Update (2016-11-01)
I was using AmplifyJS mentioned below to work around this issue. However, for Safari in Private browsing, it was falling back to a memory-based storage. In my case, it was not appropriate because it means the storage is cleared on refresh, even if the user is still in private browsing.
Also, I have noticed a number of users who are always browsing in Private mode on iOS Safari. For that reason, a better fallback for Safari is to use cookies (if available). By default, cookies are still accessible even in private browsing. Of course, they are cleared when exiting the private browsing, but they are not cleared on refresh.
I found the local-storage-fallback library. From the documentation:
Purpose
With browser settings like "Private Browsing" it has become a problem to rely on a working window.localStorage, even in newer browsers. Even though it may exist, it will throw exceptions when trying to use setItem or getItem. This module will run appropriate checks to see what browser storage mechanism might be available, and then expose it. It uses the same API as localStorage so it should work as a drop-in replacement in most cases.
Beware of the gotchas:
- CookieStorage has storage limits. Be careful here.

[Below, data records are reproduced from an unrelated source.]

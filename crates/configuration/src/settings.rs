use crate::backend::Backend;
use crate::error::ConfigError;
use crate::uri::{
    ConnectionTarget, DEFAULT_POSTGRES_PORT, PostgresParams, SQLITE_MEMORY, SqliteLocation, SqliteParams,
};
use serde::Deserialize;
use std::path::Path;
use std::time::Duration;

/// Default upper bound on pooled connections.
pub const DEFAULT_MAX_CONNECTIONS: u32 = 10;

/// Default time to wait for a pooled connection, in seconds.
pub const DEFAULT_ACQUIRE_TIMEOUT_SECS: u64 = 5;

/// Parameters describing how to reach a database.
///
/// Either `uri` is set, or the discrete fields (`hostname`, `port`, `username`,
/// `password`, `database`) are. Mixing the two is rejected by [`ConnectionConfig::resolve`].
/// For SQLite, `database` holds the file path (or `:memory:`).
#[derive(Clone, PartialEq, Deserialize)]
#[serde(default)]
#[cfg_attr(feature = "clap", derive(clap::Args))]
pub struct ConnectionConfig {
    /// Explicit backend, used when only discrete parameters are given.
    #[cfg_attr(feature = "clap", arg(long = "db-backend", value_enum))]
    pub backend: Option<Backend>,
    /// Full RFC 3986 connection URI; its scheme selects the backend.
    #[cfg_attr(feature = "clap", arg(long = "db-uri"))]
    pub uri: Option<String>,
    #[cfg_attr(feature = "clap", arg(long = "db-host"))]
    pub hostname: Option<String>,
    #[cfg_attr(feature = "clap", arg(long = "db-port"))]
    pub port: Option<u16>,
    #[cfg_attr(feature = "clap", arg(long = "db-user"))]
    pub username: Option<String>,
    #[cfg_attr(feature = "clap", arg(long = "db-password"))]
    pub password: Option<String>,
    /// Database name, or file path for SQLite.
    #[cfg_attr(feature = "clap", arg(long = "db-name"))]
    pub database: Option<String>,
    /// Log every statement issued through the engine.
    #[cfg_attr(feature = "clap", arg(long = "db-echo"))]
    pub echo: bool,
    /// Drop and recreate all registered tables right after connecting.
    #[cfg_attr(feature = "clap", arg(long = "db-reinitialize"))]
    pub reinitialize: bool,
    #[cfg_attr(feature = "clap", arg(long = "db-max-connections", default_value_t = DEFAULT_MAX_CONNECTIONS))]
    pub max_connections: u32,
    #[cfg_attr(feature = "clap", arg(long = "db-acquire-timeout", default_value_t = DEFAULT_ACQUIRE_TIMEOUT_SECS))]
    pub acquire_timeout_secs: u64,
}

impl Default for ConnectionConfig {
    fn default() -> Self {
        Self {
            backend: None,
            uri: None,
            hostname: None,
            port: None,
            username: None,
            password: None,
            database: None,
            echo: false,
            reinitialize: false,
            max_connections: DEFAULT_MAX_CONNECTIONS,
            acquire_timeout_secs: DEFAULT_ACQUIRE_TIMEOUT_SECS,
        }
    }
}

// Passwords never reach logs through `{:?}`.
impl std::fmt::Debug for ConnectionConfig {
    fn fmt(&self, f: &mut std::fmt::Formatter<'_>) -> std::fmt::Result {
        f.debug_struct("ConnectionConfig")
            .field("backend", &self.backend)
            .field("uri", &self.uri.as_ref().map(|_| self.redacted()))
            .field("hostname", &self.hostname)
            .field("port", &self.port)
            .field("username", &self.username)
            .field("password", &self.password.as_ref().map(|_| "***"))
            .field("database", &self.database)
            .field("echo", &self.echo)
            .field("reinitialize", &self.reinitialize)
            .field("max_connections", &self.max_connections)
            .field("acquire_timeout_secs", &self.acquire_timeout_secs)
            .finish()
    }
}

impl ConnectionConfig {
    /// A configuration that connects through a single URI.
    pub fn from_uri(uri: impl Into<String>) -> Self {
        Self {
            uri: Some(uri.into()),
            ..Self::default()
        }
    }

    /// An SQLite database stored at `path`.
    pub fn sqlite(path: impl AsRef<Path>) -> Self {
        Self {
            backend: Some(Backend::Sqlite),
            database: Some(path.as_ref().to_string_lossy().into_owned()),
            ..Self::default()
        }
    }

    /// A private in-memory SQLite database.
    pub fn sqlite_in_memory() -> Self {
        Self::sqlite(SQLITE_MEMORY)
    }

    /// A PostgreSQL database. A `hostname` of `None` selects the Unix domain socket.
    pub fn postgres(
        hostname: Option<&str>,
        port: Option<u16>,
        username: &str,
        password: Option<&str>,
        database: &str,
    ) -> Self {
        Self {
            backend: Some(Backend::Postgres),
            hostname: hostname.map(str::to_string),
            port,
            username: Some(username.to_string()),
            password: password.map(str::to_string),
            database: Some(database.to_string()),
            ..Self::default()
        }
    }

    pub fn with_echo(mut self, echo: bool) -> Self {
        self.echo = echo;
        self
    }

    pub fn with_reinitialize(mut self, reinitialize: bool) -> Self {
        self.reinitialize = reinitialize;
        self
    }

    pub fn with_max_connections(mut self, max_connections: u32) -> Self {
        self.max_connections = max_connections;
        self
    }

    pub fn with_acquire_timeout(mut self, timeout: Duration) -> Self {
        self.acquire_timeout_secs = timeout.as_secs();
        self
    }

    pub fn acquire_timeout(&self) -> Duration {
        Duration::from_secs(self.acquire_timeout_secs)
    }

    /// Whether any of the discrete connection fields is populated.
    pub fn has_discrete_params(&self) -> bool {
        self.hostname.is_some()
            || self.port.is_some()
            || self.username.is_some()
            || self.password.is_some()
            || self.database.is_some()
    }

    /// Validates the parameter set and resolves it to a backend-specific target.
    pub fn resolve(&self) -> Result<ConnectionTarget, ConfigError> {
        if self.max_connections == 0 {
            return Err(ConfigError::Configuration(
                "max_connections must be at least 1".to_string(),
            ));
        }

        match (&self.uri, self.has_discrete_params()) {
            (Some(_), true) => Err(ConfigError::Configuration(
                "specify either a URI or discrete connection parameters, not both".to_string(),
            )),
            (None, false) => Err(ConfigError::Configuration(
                "no URI or connection parameters were supplied".to_string(),
            )),
            (Some(uri), false) => {
                let target = ConnectionTarget::parse(uri)?;
                match self.backend {
                    Some(hint) if hint != target.backend() => Err(ConfigError::Configuration(
                        format!("backend '{hint}' does not match URI scheme of '{}'", target.redacted()),
                    )),
                    _ => Ok(target),
                }
            }
            (None, true) => self.resolve_discrete(),
        }
    }

    fn resolve_discrete(&self) -> Result<ConnectionTarget, ConfigError> {
        let backend = self.backend.unwrap_or(
            if self.hostname.is_some()
                || self.port.is_some()
                || self.username.is_some()
                || self.password.is_some()
            {
                Backend::Postgres
            } else {
                Backend::Sqlite
            },
        );

        match backend {
            Backend::Sqlite => {
                let stray: Vec<&str> = [
                    ("hostname", self.hostname.is_some()),
                    ("port", self.port.is_some()),
                    ("username", self.username.is_some()),
                    ("password", self.password.is_some()),
                ]
                .into_iter()
                .filter_map(|(name, set)| set.then_some(name))
                .collect();
                if !stray.is_empty() {
                    return Err(ConfigError::Configuration(format!(
                        "sqlite does not accept {}",
                        stray.join(", ")
                    )));
                }
                let path = self.database.as_deref().ok_or_else(|| {
                    ConfigError::Configuration("sqlite requires a database path".to_string())
                })?;
                SqliteLocation::from_path(path)
                    .map(|location| ConnectionTarget::Sqlite(SqliteParams::new(location)))
            }
            Backend::Postgres => {
                let username = required(&self.username, "username")?;
                let database = required(&self.database, "database")?;
                Ok(ConnectionTarget::Postgres(PostgresParams {
                    hostname: self.hostname.clone().filter(|h| !h.is_empty()),
                    port: self.port.unwrap_or(DEFAULT_POSTGRES_PORT),
                    username,
                    password: self.password.clone(),
                    database,
                    options: Vec::new(),
                }))
            }
        }
    }

    /// The fully-formed connection string.
    pub fn render(&self) -> Result<String, ConfigError> {
        Ok(self.resolve()?.render())
    }

    /// The connection string with the password masked. Falls back to a placeholder
    /// when the configuration does not resolve.
    pub fn redacted(&self) -> String {
        self.resolve()
            .map(|target| target.redacted())
            .unwrap_or_else(|_| "<invalid connection configuration>".to_string())
    }
}

fn required(value: &Option<String>, name: &str) -> Result<String, ConfigError> {
    value
        .clone()
        .filter(|v| !v.is_empty())
        .ok_or_else(|| ConfigError::Configuration(format!("postgres requires a {name}")))
}

impl From<&str> for ConnectionConfig {
    fn from(uri: &str) -> Self {
        Self::from_uri(uri)
    }
}

impl From<String> for ConnectionConfig {
    fn from(uri: String) -> Self {
        Self::from_uri(uri)
    }
}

- MemoryStorage will not persist between page loads. This is more or less a stop-gap to prevent page crashes, but may be sufficient for websites that don't do full page loads.
TL;DR:
Use local-storage-fallback (unified API with .getItem(prop)
and .setItem(prop, val)
):
Check and use appropriate storage adapter for browser (localStorage, sessionStorage, cookies, memory)
Original answer
To add upon previous answers, one possible workaround would be to change the storage method. There are a few librairies such as AmplifyJS and PersistJS which can help. Both libs allow persistent client-side storage through several backends.
For AmplifyJS
localStorage
- IE 8+
- Firefox 3.5+
- Safari 4+
- Chrome
- Opera 10.5+
- iPhone 2+
- Android 2+
sessionStorage
- IE 8+
- Firefox 2+
- Safari 4+
- Chrome
- Opera 10.5+
- iPhone 2+
- Android 2+
globalStorage
userData
- IE 5 - 7
- userData exists in newer versions of IE as well, but due to quirks in IE 9's implementation, we don't register userData if localStorage
is supported.
memory
- An in-memory store is provided as a fallback if none of the other storage types are available.
For PersistentJS
- flash: Flash 8 persistent storage.
- gears: Google Gears-based persistent storage.
- localstorage: HTML5 draft storage.
- globalstorage: HTML5 draft storage (old spec).
- ie: Internet Explorer userdata behaviors.
- cookie: Cookie-based persistent storage.
They offer an abstraction layer so you don't have to worry about choosing the storage type. Keep in mind there might be some limitations (such as size limits) depending on the storage type though. Right now, I am using AmplifyJS, but I still have to do some more testing on iOS 7/Safari/etc. to see if it actually solves the problem.